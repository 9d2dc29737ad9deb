use anyhow::Result;
use clap::Parser;

use super::{Cli, Commands};
use crate::cli_cmds::*;
use crate::logging::{self, LogTarget};
use crate::app;

pub(crate) fn run() -> Result<()> {
    let cli = Cli::parse();

    // The TUI owns the terminal, so it logs to a file.
    logging::init(match cli.command {
        Some(_) => LogTarget::Stderr,
        None => LogTarget::File,
    });

    let config = app::Config::load()?;

    match cli.command {
        Some(Commands::List { query, json }) => {
            cmd_list(query.as_deref().unwrap_or(""), json)?;
        }
        Some(Commands::Info { name }) => {
            cmd_info(&name, &config.local_store(cli.downloads_dir))?;
        }
        Some(Commands::Download { name }) => {
            cmd_download(&name, &config, cli.downloads_dir)?;
        }
        Some(Commands::Upload { path }) => {
            cmd_upload(&path, &config.local_store(cli.downloads_dir))?;
        }
        None => {
            app::run_tui(config, cli.downloads_dir, cli.search)?;
        }
    }

    Ok(())
}
use std::io;
use std::path::PathBuf;
use thiserror::Error;

/// Failure to retrieve or decode a remote wallpaper.
#[derive(Debug, Error)]
pub enum FetchError {
    #[error("request failed: {0}")]
    Request(#[from] reqwest::Error),
    #[error("server returned {0}")]
    Status(reqwest::StatusCode),
    #[error("not a readable image: {0}")]
    Decode(#[from] image::ImageError),
    #[error("failed to encode JPEG: {0}")]
    Encode(image::ImageError),
}

/// Failure to resolve a target directory or write a file into it.
#[derive(Debug, Error)]
pub enum StoreError {
    #[error("{0} is not set, cannot locate the downloads directory")]
    HomeUnset(&'static str),
    #[error("invalid file name: {0:?}")]
    InvalidFileName(String),
    #[error("failed to create {}: {source}", path.display())]
    CreateDir { path: PathBuf, source: io::Error },
    #[error("failed to write {}: {source}", path.display())]
    Write { path: PathBuf, source: io::Error },
}

/// Failure to accept a user-supplied image file.
#[derive(Debug, Error)]
pub enum UploadError {
    #[error("unsupported file type {0:?} (expected jpg, jpeg or png)")]
    UnsupportedExtension(String),
    #[error("failed to read {}: {source}", path.display())]
    Read { path: PathBuf, source: io::Error },
    #[error("not a readable image: {0}")]
    Decode(#[from] image::ImageError),
    #[error(transparent)]
    Store(#[from] StoreError),
}
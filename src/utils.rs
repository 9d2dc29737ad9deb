use std::path::PathBuf;

/// Expand tilde (~) in path
pub fn expand_tilde(path: &str) -> PathBuf {
    if path == "~" {
        if let Some(home) = dirs::home_dir() {
            return home;
        }
    }
    if let Some(rest) = path.strip_prefix("~/") {
        if let Some(home) = dirs::home_dir() {
            return home.join(rest);
        }
    }
    PathBuf::from(path)
}

/// Shorten `text` to at most `max` characters, marking the cut with an ellipsis.
pub fn truncate(text: &str, max: usize) -> String {
    if text.chars().count() <= max {
        return text.to_string();
    }
    let keep = max.saturating_sub(1);
    let mut out: String = text.chars().take(keep).collect();
    out.push('…');
    out
}

#[cfg(test)]
mod tests {
    use super::*;

    #[test]
    fn plain_paths_are_untouched() {
        assert_eq!(expand_tilde("/tmp/walls"), PathBuf::from("/tmp/walls"));
        assert_eq!(expand_tilde("relative/dir"), PathBuf::from("relative/dir"));
    }

    #[test]
    fn tilde_prefix_expands_to_home() {
        if let Some(home) = dirs::home_dir() {
            assert_eq!(expand_tilde("~/Downloads"), home.join("Downloads"));
            assert_eq!(expand_tilde("~"), home);
        }
    }

    #[test]
    fn truncate_respects_char_boundaries() {
        assert_eq!(truncate("Moon Art", 20), "Moon Art");
        assert_eq!(truncate("Black Headphone", 6), "Black…");
        assert_eq!(truncate("åäöåäö", 4), "åäö…");
    }
}
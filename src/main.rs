mod app;
mod catalog;
mod cli;
mod cli_cmds;
mod controller;
mod error;
mod fetch;
mod logging;
mod session;
mod store;
mod ui;
mod upload;
mod utils;

use anyhow::Result;

fn main() -> Result<()> {
    cli::run()
}
//! Remote wallpaper retrieval
//!
//! Every call goes to the network. Nothing is cached between calls.

use crate::error::FetchError;
use image::{DynamicImage, GenericImageView, ImageFormat};
use std::borrow::Cow;
use std::io::Cursor;
use std::time::Duration;

/// Raw bytes of a fetched wallpaper plus the decoded image.
pub struct FetchedImage {
    pub bytes: Vec<u8>,
    pub image: DynamicImage,
}

impl FetchedImage {
    /// Decode `bytes`, keeping them for later writes.
    pub fn decode(bytes: Vec<u8>) -> Result<Self, FetchError> {
        let image = image::load_from_memory(&bytes)?;
        Ok(Self { bytes, image })
    }

    pub fn dimensions(&self) -> (u32, u32) {
        self.image.dimensions()
    }

    /// JPEG bytes for a `.jpg` file. JPEG input is passed through untouched.
    pub fn jpeg_bytes(&self) -> Result<Cow<'_, [u8]>, FetchError> {
        if matches!(image::guess_format(&self.bytes), Ok(ImageFormat::Jpeg)) {
            return Ok(Cow::Borrowed(&self.bytes));
        }
        let mut out = Cursor::new(Vec::new());
        self.image
            .to_rgb8()
            .write_to(&mut out, ImageFormat::Jpeg)
            .map_err(FetchError::Encode)?;
        Ok(Cow::Owned(out.into_inner()))
    }
}

/// Anything that can turn a wallpaper URL into image bytes.
pub trait ImageSource {
    fn fetch(&self, url: &str) -> Result<FetchedImage, FetchError>;
}

/// Blocking HTTP fetcher. No retries; failures surface immediately.
pub struct ImageFetcher {
    client: reqwest::blocking::Client,
}

impl ImageFetcher {
    /// Create a fetcher with the given connect and overall timeouts.
    pub fn new(connect_timeout: Duration, timeout: Duration) -> Self {
        let client = reqwest::blocking::Client::builder()
            .user_agent(format!("wallbrowse/{}", env!("CARGO_PKG_VERSION")))
            .connect_timeout(connect_timeout)
            .timeout(timeout)
            .build()
            .unwrap_or_else(|e| {
                tracing::warn!("falling back to default HTTP client: {}", e);
                reqwest::blocking::Client::new()
            });
        Self::with_client(client)
    }

    pub fn with_client(client: reqwest::blocking::Client) -> Self {
        Self { client }
    }
}

impl ImageSource for ImageFetcher {
    fn fetch(&self, url: &str) -> Result<FetchedImage, FetchError> {
        tracing::debug!(url, "fetching wallpaper");

        let response = self.client.get(url).send()?;
        let status = response.status();
        if !status.is_success() {
            tracing::warn!(url, %status, "wallpaper fetch rejected");
            return Err(FetchError::Status(status));
        }

        let bytes = response.bytes()?.to_vec();
        let fetched = FetchedImage::decode(bytes)?;
        tracing::debug!(url, size = fetched.bytes.len(), "wallpaper fetched");
        Ok(fetched)
    }
}

#[cfg(test)]
pub(crate) mod tests {
    use super::*;
    use std::io::{Cursor, Read, Write};
    use std::net::TcpListener;
    use std::thread;

    /// Encode a tiny PNG for serving and fake sources.
    pub(crate) fn png_bytes() -> Vec<u8> {
        let img = image::RgbImage::from_fn(4, 3, |x, _| image::Rgb([x as u8 * 60, 0, 200]));
        let mut out = Cursor::new(Vec::new());
        DynamicImage::ImageRgb8(img)
            .write_to(&mut out, image::ImageFormat::Png)
            .expect("encode png");
        out.into_inner()
    }

    /// Serve exactly one HTTP response on a local port and return its URL.
    fn serve_once(status_line: &'static str, body: Vec<u8>) -> String {
        let listener = TcpListener::bind("127.0.0.1:0").expect("bind");
        let addr = listener.local_addr().expect("addr");

        thread::spawn(move || {
            let Ok((mut stream, _)) = listener.accept() else {
                return;
            };
            let mut request = Vec::new();
            let mut buf = [0u8; 1024];
            while let Ok(n) = stream.read(&mut buf) {
                if n == 0 {
                    break;
                }
                request.extend_from_slice(&buf[..n]);
                if request.windows(4).any(|w| w == b"\r\n\r\n") {
                    break;
                }
            }
            let head = format!(
                "HTTP/1.1 {}\r\nContent-Length: {}\r\nConnection: close\r\n\r\n",
                status_line,
                body.len()
            );
            let _ = stream.write_all(head.as_bytes());
            let _ = stream.write_all(&body);
            let _ = stream.flush();
        });

        format!("http://{}/wallpaper.png", addr)
    }

    fn local_fetcher() -> ImageFetcher {
        let client = reqwest::blocking::Client::builder()
            .no_proxy()
            .timeout(Duration::from_secs(5))
            .build()
            .expect("client");
        ImageFetcher::with_client(client)
    }

    #[test]
    fn fetch_returns_bytes_and_decoded_image() {
        let body = png_bytes();
        let url = serve_once("200 OK", body.clone());

        let fetched = local_fetcher().fetch(&url).expect("fetch");
        assert_eq!(fetched.bytes, body);
        assert_eq!(fetched.dimensions(), (4, 3));
    }

    #[test]
    fn non_success_status_is_reported() {
        let url = serve_once("404 Not Found", b"missing".to_vec());

        match local_fetcher().fetch(&url) {
            Err(FetchError::Status(status)) => assert_eq!(status.as_u16(), 404),
            Err(e) => panic!("unexpected error: {e}"),
            Ok(_) => panic!("404 must not succeed"),
        }
    }

    #[test]
    fn non_image_body_is_a_decode_error() {
        let url = serve_once("200 OK", b"<html>not an image</html>".to_vec());

        assert!(matches!(
            local_fetcher().fetch(&url),
            Err(FetchError::Decode(_))
        ));
    }

    #[test]
    fn unreachable_host_is_a_request_error() {
        // Bind then drop to get a port with nothing listening.
        let port = TcpListener::bind("127.0.0.1:0")
            .and_then(|l| l.local_addr())
            .expect("bind")
            .port();
        let url = format!("http://127.0.0.1:{port}/x.png");

        assert!(matches!(
            local_fetcher().fetch(&url),
            Err(FetchError::Request(_))
        ));
    }

    #[test]
    fn png_is_reencoded_for_jpg_files() {
        let fetched = FetchedImage::decode(png_bytes()).expect("decode");

        let jpeg = fetched.jpeg_bytes().expect("encode");
        assert!(matches!(jpeg, Cow::Owned(_)));
        assert_eq!(image::guess_format(&jpeg).expect("format"), ImageFormat::Jpeg);
        assert_eq!(image::load_from_memory(&jpeg).expect("reload").dimensions(), (4, 3));
    }

    #[test]
    fn jpeg_passes_through_unchanged() {
        let png = FetchedImage::decode(png_bytes()).expect("decode");
        let original = png.jpeg_bytes().expect("encode").into_owned();

        let fetched = FetchedImage::decode(original.clone()).expect("decode jpeg");
        let jpeg = fetched.jpeg_bytes().expect("pass through");
        assert!(matches!(jpeg, Cow::Borrowed(_)));
        assert_eq!(jpeg.as_ref(), original.as_slice());
    }
}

REQUIREMENT:
Scan the data above and copy every line with "original" in it.

TASK ANSWER:
        let original = png.jpeg_bytes().expect("encode").into_owned();
        let fetched = FetchedImage::decode(original.clone()).expect("decode jpeg");
        assert_eq!(jpeg.as_ref(), original.as_slice());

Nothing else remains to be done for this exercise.